INSTRUCTIONS TO FOLLOW: When the line with "large to be" appears below, start repeating lines exactly, and keep going through the line with "Err(e) => tracing::warn!(error"; add nothing outside that span.

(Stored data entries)

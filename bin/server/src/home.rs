//! Landing page.

use axum::{extract::State, response::Html};
use std::sync::Arc;

use crate::auth::{AppState, OptionalAuth};
use crate::error::AuthError;
use crate::views;

/// Serves the landing page at `/` and `/home/index`.
pub async fn index(
    State(state): State<Arc<AppState>>,
    OptionalAuth(current): OptionalAuth,
) -> Result<Html<String>, AuthError> {
    let user = current.as_ref().map(|current| &current.user);
    Ok(Html(views::landing(user, state.accounts.config())?))
}
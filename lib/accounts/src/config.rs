//! Authentication capability configuration.
//!
//! Each flag switches one capability on or off. Everything is enabled by
//! default, with `kakao` and `naver` as sign-in providers.

use std::fmt;

use chrono::Duration;
use serde::{Deserialize, Serialize};

use crate::provider::Provider;

/// Which authentication capabilities are active, and their tunables.
#[derive(Debug, Clone, PartialEq, Eq, Serialize, Deserialize)]
pub struct AuthConfig {
    /// Email and password sign-in.
    #[serde(default = "enabled")]
    pub database_authenticatable: bool,
    /// Self-service sign-up and account editing.
    #[serde(default = "enabled")]
    pub registerable: bool,
    /// Password reset by emailed token.
    #[serde(default = "enabled")]
    pub recoverable: bool,
    /// Long-lived "remember me" sessions.
    #[serde(default = "enabled")]
    pub rememberable: bool,
    /// Sign-in counts, timestamps, and IP addresses.
    #[serde(default = "enabled")]
    pub trackable: bool,
    /// Email and password validation on save.
    #[serde(default = "enabled")]
    pub validatable: bool,
    /// Sign-in through external identity providers.
    #[serde(default = "enabled")]
    pub omniauthable: bool,
    /// Enabled providers as a comma-separated string.
    /// Default: "kakao,naver"
    ///
    /// Read it through [`AuthConfig::omniauth_providers()`], which skips
    /// unknown names and honors `omniauthable`.
    #[serde(default = "default_omniauth_providers")]
    pub omniauth_providers: String,
    /// Minimum password length.
    #[serde(default = "default_password_min_length")]
    pub password_min_length: usize,
    /// Maximum password length.
    #[serde(default = "default_password_max_length")]
    pub password_max_length: usize,
    /// How long a reset token stays usable, in hours.
    #[serde(default = "default_reset_password_within_hours")]
    pub reset_password_within_hours: i64,
    /// How long a remembered sign-in lasts, in days.
    #[serde(default = "default_remember_for_days")]
    pub remember_for_days: i64,
}

fn enabled() -> bool {
    true
}

fn default_omniauth_providers() -> String {
    "kakao,naver".to_string()
}

fn default_password_min_length() -> usize {
    6
}

fn default_password_max_length() -> usize {
    128
}

fn default_reset_password_within_hours() -> i64 {
    6
}

fn default_remember_for_days() -> i64 {
    14
}

impl Default for AuthConfig {
    fn default() -> Self {
        Self {
            database_authenticatable: true,
            registerable: true,
            recoverable: true,
            rememberable: true,
            trackable: true,
            validatable: true,
            omniauthable: true,
            omniauth_providers: default_omniauth_providers(),
            password_min_length: default_password_min_length(),
            password_max_length: default_password_max_length(),
            reset_password_within_hours: default_reset_password_within_hours(),
            remember_for_days: default_remember_for_days(),
        }
    }
}

/// A tunable that [`AuthConfig::validate`] rejected.
#[derive(Debug, Clone, PartialEq, Eq)]
pub struct InvalidSetting {
    pub setting: &'static str,
    pub reason: String,
}

impl fmt::Display for InvalidSetting {
    fn fmt(&self, f: &mut fmt::Formatter<'_>) -> fmt::Result {
        write!(f, "invalid '{}': {}", self.setting, self.reason)
    }
}

impl std::error::Error for InvalidSetting {}

fn positive_within(
    setting: &'static str,
    value: i64,
    to_duration: fn(i64) -> Option<Duration>,
) -> Result<(), InvalidSetting> {
    if value <= 0 {
        return Err(InvalidSetting {
            setting,
            reason: format!("must be greater than zero, got {}", value),
        });
    }
    if to_duration(value).is_none() {
        return Err(InvalidSetting {
            setting,
            reason: format!("{} is out of range", value),
        });
    }
    Ok(())
}

impl AuthConfig {
    /// Checks the tunables before the config is used.
    ///
    /// # Errors
    ///
    /// Returns the first setting that is zero, negative, too large to be
    /// a duration, or inconsistent with another setting.
    pub fn validate(&self) -> Result<(), InvalidSetting> {
        positive_within(
            "reset_password_within_hours",
            self.reset_password_within_hours,
            Duration::try_hours,
        )?;
        positive_within("remember_for_days", self.remember_for_days, Duration::try_days)?;
        if self.password_min_length == 0 {
            return Err(InvalidSetting {
                setting: "password_min_length",
                reason: "must be greater than zero".to_string(),
            });
        }
        if self.password_min_length > self.password_max_length {
            return Err(InvalidSetting {
                setting: "password_max_length",
                reason: format!(
                    "{} is below password_min_length {}",
                    self.password_max_length, self.password_min_length
                ),
            });
        }
        Ok(())
    }

    /// Returns the enabled providers, or none when provider sign-in is off.
    ///
    /// Unknown names are skipped with a warning.
    #[must_use]
    pub fn omniauth_providers(&self) -> Vec<Provider> {
        if !self.omniauthable {
            return Vec::new();
        }

        let mut providers = Vec::new();
        for name in self.omniauth_providers.split(',').map(str::trim) {
            if name.is_empty() {
                continue;
            }
            match name.parse::<Provider>() {
                Ok(provider) if !providers.contains(&provider) => providers.push(provider),
                Ok(_) => {}
                Err(e) => tracing::warn!(error = %e, "ignoring configured provider"),
            }
        }
        providers
    }

    /// Replaces the enabled providers.
    #[must_use]
    pub fn with_omniauth_providers(mut self, providers: &[Provider]) -> Self {
        self.omniauth_providers = providers
            .iter()
            .map(Provider::as_str)
            .collect::<Vec<_>>()
            .join(",");
        self
    }

    /// Returns true if `provider` may be used to sign in.
    #[must_use]
    pub fn provider_enabled(&self, provider: Provider) -> bool {
        self.omniauth_providers().contains(&provider)
    }

    /// Returns how long a reset token stays usable.
    ///
    /// Assumes [`AuthConfig::validate`] passed.
    #[must_use]
    pub fn reset_password_within(&self) -> Duration {
        Duration::hours(self.reset_password_within_hours)
    }

    /// Returns how long a remembered sign-in lasts.
    ///
    /// Assumes [`AuthConfig::validate`] passed.
    #[must_use]
    pub fn remember_for(&self) -> Duration {
        Duration::days(self.remember_for_days)
    }
}

#[cfg(test)]
mod tests {
    use super::*;

    #[test]
    fn defaults_enable_everything() {
        let config = AuthConfig::default();
        assert!(config.database_authenticatable);
        assert!(config.registerable);
        assert!(config.recoverable);
        assert!(config.rememberable);
        assert!(config.trackable);
        assert!(config.validatable);
        assert!(config.omniauthable);
        assert_eq!(config.omniauth_providers(), vec![Provider::Kakao, Provider::Naver]);
        assert_eq!(config.password_min_length, 6);
        assert_eq!(config.password_max_length, 128);
        assert_eq!(config.reset_password_within(), Duration::hours(6));
        assert_eq!(config.remember_for(), Duration::days(14));
    }

    #[test]
    fn unknown_and_duplicate_providers_are_skipped() {
        let config: AuthConfig =
            serde_json::from_str(r#"{"omniauth_providers":"naver, github,naver"}"#)
                .expect("deserialize");
        assert_eq!(config.omniauth_providers(), vec![Provider::Naver]);
    }

    #[test]
    fn disabling_omniauth_disables_every_provider() {
        let config = AuthConfig {
            omniauthable: false,
            ..AuthConfig::default()
        };
        assert!(config.omniauth_providers().is_empty());
        assert!(!config.provider_enabled(Provider::Kakao));
    }

    #[test]
    fn defaults_are_valid() {
        assert_eq!(AuthConfig::default().validate(), Ok(()));
    }

    #[test]
    fn zero_and_oversized_durations_are_rejected() {
        let zero = AuthConfig {
            reset_password_within_hours: 0,
            ..AuthConfig::default()
        };
        let err = zero.validate().expect_err("zero reset window");
        assert_eq!(err.setting, "reset_password_within_hours");

        let huge = AuthConfig {
            remember_for_days: i64::MAX,
            ..AuthConfig::default()
        };
        let err = huge.validate().expect_err("oversized remember period");
        assert_eq!(err.setting, "remember_for_days");
    }

    #[test]
    fn password_lengths_must_be_ordered() {
        let config = AuthConfig {
            password_min_length: 20,
            password_max_length: 10,
            ..AuthConfig::default()
        };
        let err = config.validate().expect_err("min above max");
        assert_eq!(err.setting, "password_max_length");
    }

    #[test]
    fn with_omniauth_providers_replaces_list() {
        let config = AuthConfig::default().with_omniauth_providers(&[Provider::Kakao]);
        assert!(config.provider_enabled(Provider::Kakao));
        assert!(!config.provider_enabled(Provider::Naver));
    }
}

RESULT FOR THIS EXERCISE:
    /// Returns the first setting that is zero, negative, too large to be
    /// a duration, or inconsistent with another setting.
    pub fn validate(&self) -> Result<(), InvalidSetting> {
        positive_within(
            "reset_password_within_hours",
            self.reset_password_within_hours,
            Duration::try_hours,
        )?;
        positive_within("remember_for_days", self.remember_for_days, Duration::try_days)?;
        if self.password_min_length == 0 {
            return Err(InvalidSetting {
                setting: "password_min_length",
                reason: "must be greater than zero".to_string(),
            });
        }
        if self.password_min_length > self.password_max_length {
            return Err(InvalidSetting {
                setting: "password_max_length",
                reason: format!(
                    "{} is below password_min_length {}",
                    self.password_max_length, self.password_min_length
                ),
            });
        }
        Ok(())
    }

    /// Returns the enabled providers, or none when provider sign-in is off.
    ///
    /// Unknown names are skipped with a warning.
    #[must_use]
    pub fn omniauth_providers(&self) -> Vec<Provider> {
        if !self.omniauthable {
            return Vec::new();
        }

        let mut providers = Vec::new();
        for name in self.omniauth_providers.split(',').map(str::trim) {
            if name.is_empty() {
                continue;
            }
            match name.parse::<Provider>() {
                Ok(provider) if !providers.contains(&provider) => providers.push(provider),
                Ok(_) => {}
                Err(e) => tracing::warn!(error = %e, "ignoring configured provider"),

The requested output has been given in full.